Origine et histoire de la Maison, Grande-Rue
La maison située au 19 Grande-Rue à Felletin est un édifice civil dont la construction remonte probablement entre le XIIIe et le XIVe siècle, comme en témoignent des éléments architecturaux tels que le cordon mouluré du premier étage. À l’origine, elle occupait une position stratégique près du prieuré local et présentait deux élévations, dont une donnant sur une place aujourd’hui rétrécie. Sa structure, plus profonde que large, se développe sur deux étages carrés et un étage de comble, avec une façade ornée de corbeaux en pierre et d’une niche d’angle vide, surmontée d’un dais à ogives rayonnantes et d’un pinacle à feuillages frisés.

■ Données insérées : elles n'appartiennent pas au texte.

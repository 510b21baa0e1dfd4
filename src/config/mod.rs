//! Configuration management
//!
//! Settings are read from an optional TOML file; command line flags and
//! environment variables are applied on top in `main`.

mod schema;
mod store;

pub use schema::*;
pub use store::{load_config, validate};
//! Shared utilities

pub mod throttle;

pub use throttle::LogThrottler;
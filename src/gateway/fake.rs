//! In-memory media gateway for tests
//!
//! Answers every offer by swapping `O` for `A` (`"O1"` -> `"A1"`) and keeps a
//! record of every pipeline and endpoint it hands out.

use async_trait::async_trait;
use parking_lot::Mutex;
use std::sync::atomic::{AtomicBool, AtomicUsize, Ordering};
use std::sync::Arc;
use tokio::sync::mpsc;

use super::{CandidateStream, MediaClient, MediaEndpoint, MediaGateway, MediaPipeline};
use crate::error::{AppError, Result};
use crate::signaling::IceCandidate;

#[derive(Default)]
pub struct FakeGateway {
    state: Arc<FakeState>,
}

#[derive(Default)]
pub struct FakeState {
    next_id: AtomicUsize,
    pub pipelines: Mutex<Vec<Arc<FakePipeline>>>,
    pub endpoints: Mutex<Vec<Arc<FakeEndpoint>>>,
    pub unavailable: AtomicBool,
    pub fail_offer: AtomicBool,
    pub hang_offer: AtomicBool,
}

impl FakeGateway {
    pub fn new() -> Self {
        Self::default()
    }

    pub fn state(&self) -> &Arc<FakeState> {
        &self.state
    }

    pub fn pipelines(&self) -> Vec<Arc<FakePipeline>> {
        self.state.pipelines.lock().clone()
    }

    pub fn endpoints(&self) -> Vec<Arc<FakeEndpoint>> {
        self.state.endpoints.lock().clone()
    }
}

impl FakeState {
    fn next_id(&self, prefix: &str) -> String {
        format!("{}-{}", prefix, self.next_id.fetch_add(1, Ordering::SeqCst) + 1)
    }
}

struct FakeClient {
    state: Arc<FakeState>,
}

#[async_trait]
impl MediaGateway for FakeGateway {
    async fn connect(&self) -> Result<Arc<dyn MediaClient>> {
        if self.state.unavailable.load(Ordering::SeqCst) {
            return Err(AppError::GatewayUnavailable("fake gateway offline".to_string()));
        }
        Ok(Arc::new(FakeClient {
            state: self.state.clone(),
        }))
    }
}

#[async_trait]
impl MediaClient for FakeClient {
    async fn create_pipeline(&self) -> Result<Arc<dyn MediaPipeline>> {
        let pipeline = Arc::new(FakePipeline {
            id: self.state.next_id("pipeline"),
            state: self.state.clone(),
            released: AtomicBool::new(false),
        });
        self.state.pipelines.lock().push(pipeline.clone());
        Ok(pipeline)
    }
}

pub struct FakePipeline {
    id: String,
    state: Arc<FakeState>,
    released: AtomicBool,
}

impl FakePipeline {
    pub fn is_released(&self) -> bool {
        self.released.load(Ordering::SeqCst)
    }
}

#[async_trait]
impl MediaPipeline for FakePipeline {
    fn id(&self) -> &str {
        &self.id
    }

    async fn create_endpoint(&self) -> Result<Arc<dyn MediaEndpoint>> {
        let endpoint = Arc::new(FakeEndpoint {
            id: self.state.next_id("endpoint"),
            pipeline_id: self.id.clone(),
            state: self.state.clone(),
            candidates: Mutex::new(Vec::new()),
            sinks: Mutex::new(Vec::new()),
            discovered: Mutex::new(None),
            gathering: AtomicBool::new(false),
            released: AtomicBool::new(false),
        });
        self.state.endpoints.lock().push(endpoint.clone());
        Ok(endpoint)
    }

    async fn release(&self) -> Result<()> {
        self.released.store(true, Ordering::SeqCst);
        for endpoint in self.state.endpoints.lock().iter() {
            if endpoint.pipeline_id == self.id {
                endpoint.released.store(true, Ordering::SeqCst);
                endpoint.discovered.lock().take();
            }
        }
        Ok(())
    }
}

pub struct FakeEndpoint {
    id: String,
    pub pipeline_id: String,
    state: Arc<FakeState>,
    /// Candidates applied through `add_ice_candidate`, in order
    pub candidates: Mutex<Vec<IceCandidate>>,
    /// Ids of endpoints this one was connected to
    pub sinks: Mutex<Vec<String>>,
    discovered: Mutex<Option<mpsc::UnboundedSender<IceCandidate>>>,
    pub gathering: AtomicBool,
    pub released: AtomicBool,
}

impl FakeEndpoint {
    pub fn applied(&self) -> Vec<IceCandidate> {
        self.candidates.lock().clone()
    }

    pub fn is_released(&self) -> bool {
        self.released.load(Ordering::SeqCst)
    }

    /// Simulate the media server discovering a local candidate
    pub fn discover(&self, candidate: IceCandidate) -> bool {
        match self.discovered.lock().as_ref() {
            Some(tx) => tx.send(candidate).is_ok(),
            None => false,
        }
    }
}

#[async_trait]
impl MediaEndpoint for FakeEndpoint {
    fn id(&self) -> &str {
        &self.id
    }

    async fn process_offer(&self, offer: &str) -> Result<String> {
        if self.state.hang_offer.load(Ordering::SeqCst) {
            std::future::pending::<()>().await;
        }
        if self.state.fail_offer.load(Ordering::SeqCst) {
            return Err(AppError::MediaNegotiationFailed("offer rejected".to_string()));
        }
        Ok(offer.replace('O', "A"))
    }

    async fn add_ice_candidate(&self, candidate: &IceCandidate) -> Result<()> {
        self.candidates.lock().push(candidate.clone());
        Ok(())
    }

    async fn on_candidate_discovered(&self) -> Result<CandidateStream> {
        let (tx, rx) = mpsc::unbounded_channel();
        *self.discovered.lock() = Some(tx);
        Ok(rx)
    }

    async fn connect_to(&self, sink: &dyn MediaEndpoint) -> Result<()> {
        self.sinks.lock().push(sink.id().to_string());
        Ok(())
    }

    async fn gather_candidates(&self) -> Result<()> {
        self.gathering.store(true, Ordering::SeqCst);
        Ok(())
    }

    async fn release(&self) -> Result<()> {
        self.released.store(true, Ordering::SeqCst);
        self.discovered.lock().take();
        Ok(())
    }
}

Au XVe ou XVIe siècle, la maison subit des remaniements majeurs, notamment l’ajout d’une tour en demi-hors-œuvre abritant un escalier en vis en pierre, ainsi que des modifications des fenêtres et de la toiture (passage d’un mur pignon à une croupe). Une partie est de l’édifice, incluant une élévation orientale, fut détruite après 1817, date à laquelle la maison appartenait à Joseph Conseil, marchand. L’intérieur conserve des traces de son usage passé, comme une cheminée cintrée au rez-de-chaussée et une niche d’évier ornée d’une accolade au premier étage, dont l’écoulement se faisait vers une venelle adjacente.

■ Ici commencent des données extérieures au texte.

use pinbox_cli::cli::commands::{
    BuildArgs, CliArgs, Commands, ConfigArgs, ContextArgs, PlanArgs, RunArgs,
};
use pinbox_cli::cli::output::{BuildSummary, OutputFormat, OutputFormatter};
use pinbox_cli::{init_logging, parse_level, NAME, VERSION};
use pinbox_core::config::{BuildOptions, PinboxConfig};
use pinbox_core::error::{BuildError, Stage};
use pinbox_core::progress::LoggingHandler;
use pinbox_core::startup::{StartupConfig, PORT_ENV};
use pinbox_deps::{normalize_name, ChainFetcher, UrlFetcher, WheelhouseFetcher};
use pinbox_image::{export_layout, LocalImageStore, MemoryImageSource};
use pinbox_pipeline::{
    plan, BuildContext, BuildRecipe, Launcher, PipelineOrchestrator, PipelineState, TokioSpawner,
};

use anyhow::{bail, Context, Result};
use clap::Parser;
use std::env;
use std::path::{Path, PathBuf};
use std::process;
use std::sync::Arc;
use std::time::Duration;
use tokio_util::sync::CancellationToken;
use tracing::{debug, error, info, warn, Level};

const CONFIG_ERROR_EXIT: i32 = 2;
const DEFAULT_OUTPUT_DIR: &str = "image";

#[tokio::main]
async fn main() {
    let args = CliArgs::parse();
    init_logging_from_args(&args);

    debug!("{} v{} starting", NAME, VERSION);
    debug!("Arguments: {:?}", args);

    let exit_code = match &args.command {
        Commands::Build(build_args) => handle_build(build_args, args.quiet).await,
        Commands::Plan(plan_args) => handle_plan(plan_args),
        Commands::Run(run_args) => handle_run(run_args).await,
        Commands::Config(config_args) => handle_config(config_args),
    };

    process::exit(exit_code);
}

fn init_logging_from_args(args: &CliArgs) {
    let level = if let Some(level_str) = &args.log_level {
        parse_level(level_str).unwrap_or_else(|| {
            eprintln!(
                "Invalid log level '{}', defaulting to INFO. Valid levels: trace, debug, info, warn, error",
                level_str
            );
            Level::INFO
        })
    } else if args.verbose {
        Level::DEBUG
    } else if args.quiet {
        Level::ERROR
    } else {
        let level_str = env::var("PINBOX_LOG_LEVEL").unwrap_or_else(|_| "info".to_string());
        parse_level(&level_str).unwrap_or(Level::INFO)
    };

    init_logging(level, args.log_format);
}

/// Cancel `token` on Ctrl-C.
fn cancel_on_ctrl_c(token: CancellationToken) {
    tokio::spawn(async move {
        if tokio::signal::ctrl_c().await.is_ok() {
            warn!("Interrupted, cancelling");
            token.cancel();
        }
    });
}

/// Recipe, effective options and platform for a build context.
struct Inputs {
    context_dir: PathBuf,
    recipe: BuildRecipe,
    options: BuildOptions,
    platform: String,
}

fn load_inputs(args: &ContextArgs, config: &PinboxConfig) -> Result<Inputs> {
    let context_dir = match &args.context {
        Some(dir) => dir.clone(),
        None => env::current_dir().context("Failed to get current directory")?,
    };
    if !context_dir.is_dir() {
        bail!("Build context is not a directory: {}", context_dir.display());
    }
    let context_dir = context_dir
        .canonicalize()
        .with_context(|| format!("Failed to canonicalize {}", context_dir.display()))?;
    debug!("Build context: {}", context_dir.display());

    let recipe = match &args.recipe {
        Some(path) => BuildRecipe::load_file(path)?,
        None => BuildRecipe::load(&context_dir)?,
    };
    recipe.validate()?;

    let mut options = recipe.options.clone().with_env_overrides();
    if args.no_frozen {
        options.frozen = false;
    }
    for raw in &args.pin {
        let (name, version) = BuildOptions::parse_pin(raw)?;
        options.pinned_versions.insert(normalize_name(&name), version);
    }

    let platform = args
        .platform
        .clone()
        .unwrap_or_else(|| config.platform.clone());

    Ok(Inputs {
        context_dir,
        recipe,
        options,
        platform,
    })
}

fn report_build_error(err: &BuildError) -> i32 {
    error!(stage = %err.stage(), kind = err.kind(), "{}", err);
    eprintln!("stage={} error={}", err.stage(), err);
    err.exit_code()
}

async fn handle_build(args: &BuildArgs, quiet: bool) -> i32 {
    let mut config = PinboxConfig::default();
    if let Some(secs) = args.fetch_timeout {
        config.fetch_timeout_secs = secs;
    }
    if let Some(platform) = &args.context.platform {
        config.platform = platform.clone();
    }
    if let Err(e) = config.validate() {
        error!("Configuration error: {}", e);
        return CONFIG_ERROR_EXIT;
    }

    let mut inputs = match load_inputs(&args.context, &config) {
        Ok(inputs) => inputs,
        Err(e) => {
            error!("{:#}", e);
            return CONFIG_ERROR_EXIT;
        }
    };
    if args.retain_cache {
        inputs.options.retain_cache = true;
    }

    let Some(store) = args.image_store.clone().or(config.image_store.clone()) else {
        error!("No image store configured: pass --image-store or set PINBOX_IMAGE_STORE");
        return CONFIG_ERROR_EXIT;
    };

    let fetch_timeout = Duration::from_secs(config.fetch_timeout_secs);
    let mut fetcher = ChainFetcher::new();
    if let Some(wheelhouse) = args.wheelhouse.clone().or(config.wheelhouse.clone()) {
        debug!("Wheelhouse: {}", wheelhouse.display());
        fetcher = fetcher.with(Arc::new(WheelhouseFetcher::new(wheelhouse)));
    }
    fetcher = fetcher.with(Arc::new(UrlFetcher::new(
        inputs.context_dir.clone(),
        fetch_timeout,
    )));

    let output = args
        .output
        .clone()
        .unwrap_or_else(|| inputs.context_dir.join(DEFAULT_OUTPUT_DIR));

    info!(
        context = %inputs.context_dir.display(),
        store = %store.display(),
        frozen = inputs.options.frozen,
        "Building image"
    );

    let context = BuildContext::new(
        inputs.context_dir,
        inputs.recipe,
        Arc::new(LocalImageStore::new(store)),
        Arc::new(fetcher),
    )
    .with_options(inputs.options)
    .with_platform(inputs.platform)
    .with_progress(Arc::new(LoggingHandler))
    .with_fetch_timeout(fetch_timeout);

    let orchestrator = PipelineOrchestrator::new();
    cancel_on_ctrl_c(orchestrator.cancellation_token());

    let target = args
        .target
        .map(Stage::from)
        .unwrap_or(Stage::ApplicationAssembly);
    let state = match orchestrator.run_to(&context, target).await {
        Ok(state) => state,
        Err(e) => return report_build_error(&e),
    };

    match export_state(&state, &output, &args.tag).await {
        Ok(summary) => {
            if !quiet {
                match OutputFormatter::new(OutputFormat::Human).format_summary(&summary) {
                    Ok(text) => print!("{}", text),
                    Err(e) => warn!("Failed to format summary: {}", e),
                }
            }
            0
        }
        Err(e) => {
            error!("Export failed: {:#}", e);
            1
        }
    }
}

async fn export_state(state: &PipelineState, output: &Path, tag: &str) -> Result<BuildSummary> {
    let image = state
        .image()
        .cloned()
        .context("Build produced no image")?;
    let packages = match state {
        PipelineState::DepsReady(deps) => deps.record.packages.clone(),
        PipelineState::Launchable(launchable) => launchable.installed().to_vec(),
        _ => Vec::new(),
    };

    let dest = output.to_path_buf();
    let tag_owned = tag.to_string();
    let exported = tokio::task::spawn_blocking(move || export_layout(&image, &dest, &tag_owned))
        .await
        .context("Export task failed")??;

    info!(
        output = %exported.path.display(),
        digest = %exported.manifest_digest,
        "Image exported"
    );

    Ok(BuildSummary {
        output: exported.path.display().to_string(),
        tag: exported.tag,
        state: state.name().to_string(),
        manifest_digest: exported.manifest_digest.to_string(),
        layers: exported
            .layer_digests
            .iter()
            .map(|d| d.to_string())
            .collect(),
        packages,
    })
}

fn handle_plan(args: &PlanArgs) -> i32 {
    let config = PinboxConfig::default();
    let inputs = match load_inputs(&args.context, &config) {
        Ok(inputs) => inputs,
        Err(e) => {
            error!("{:#}", e);
            return CONFIG_ERROR_EXIT;
        }
    };

    let context = BuildContext::new(
        inputs.context_dir,
        inputs.recipe,
        Arc::new(MemoryImageSource::new()),
        Arc::new(ChainFetcher::new()),
    )
    .with_options(inputs.options)
    .with_platform(inputs.platform);

    let build_plan = match plan(&context) {
        Ok(build_plan) => build_plan,
        Err(e) => return report_build_error(&e),
    };

    let formatter = OutputFormatter::new(args.format.into());
    match formatter.format_plan(&build_plan) {
        Ok(text) => {
            print!("{}", text);
            0
        }
        Err(e) => {
            error!("Failed to format plan: {}", e);
            1
        }
    }
}

async fn handle_run(args: &RunArgs) -> i32 {
    // Reject a malformed host PORT before unpacking.
    if let Err(e) = StartupConfig::from_env() {
        error!("Invalid startup configuration: {}", e);
        return CONFIG_ERROR_EXIT;
    }
    let port_override = env::var(PORT_ENV).ok();

    let scratch;
    let rootfs = match &args.rootfs {
        Some(dir) => dir.clone(),
        None => match tempfile::Builder::new().prefix("pinbox-rootfs-").tempdir() {
            Ok(dir) => {
                let path = dir.path().to_path_buf();
                scratch = dir;
                debug!("Unpacking into {}", scratch.path().display());
                path
            }
            Err(e) => {
                error!("Failed to create rootfs directory: {}", e);
                return 1;
            }
        },
    };

    info!(
        image = %args.image.display(),
        rootfs = %rootfs.display(),
        port_override = port_override.as_deref().unwrap_or("none"),
        "Launching image"
    );

    let cancel = CancellationToken::new();
    cancel_on_ctrl_c(cancel.clone());

    let launcher = Launcher::new(Arc::new(TokioSpawner));
    match launcher
        .run_layout(
            &args.image,
            args.tag.as_deref(),
            &rootfs,
            &|key: &str| env::var(key).ok(),
            cancel,
        )
        .await
    {
        Ok(code) => code,
        Err(e) => {
            error!("Launch failed: {}", e);
            1
        }
    }
}

fn handle_config(args: &ConfigArgs) -> i32 {
    let config = PinboxConfig::default();
    if let Err(e) = config.validate() {
        warn!("{}", e);
    }

    match OutputFormatter::new(args.format.into()).format_config(&config) {
        Ok(text) => {
            print!("{}", text);
            0
        }
        Err(e) => {
            error!("Failed to format configuration: {}", e);
            1
        }
    }
}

La niche d’angle, élément protégé depuis 1963, est un témoignage remarquable de l’art médiéval local. Sculptée à environ 1,50 m de hauteur, elle repose sur un culot représentant un personnage en buste aux cheveux frisés, dans une posture arc-boutée. Le dais, en saillie au-dessus d’un arc trilobé, est décoré d’ogives et de feuillages stylisés, reflétant l’influence gothique. L’appareil quadrangulaire de la façade et les corbeaux saillants suggèrent une vocation initiale mixte, à la fois habitation bourgeoise et espace commercial (présence probable d’un auvent d’échoppe au rez-de-chaussée).
Les transformations ultérieures, comme le cloisonnement des étages ou la modernisation de certaines baies, attestent d’une adaptation continue aux besoins de ses occupants. Malgré ces modifications, la maison conserve des caractéristiques médiévales rares, comme les fenêtres à double mouluration ou les baies chanfreinées de la tour d’escalier. Son histoire reflète l’évolution urbaine de Felletin, marquée par la densification du bâti et la disparition partielle de son tissu médiéval.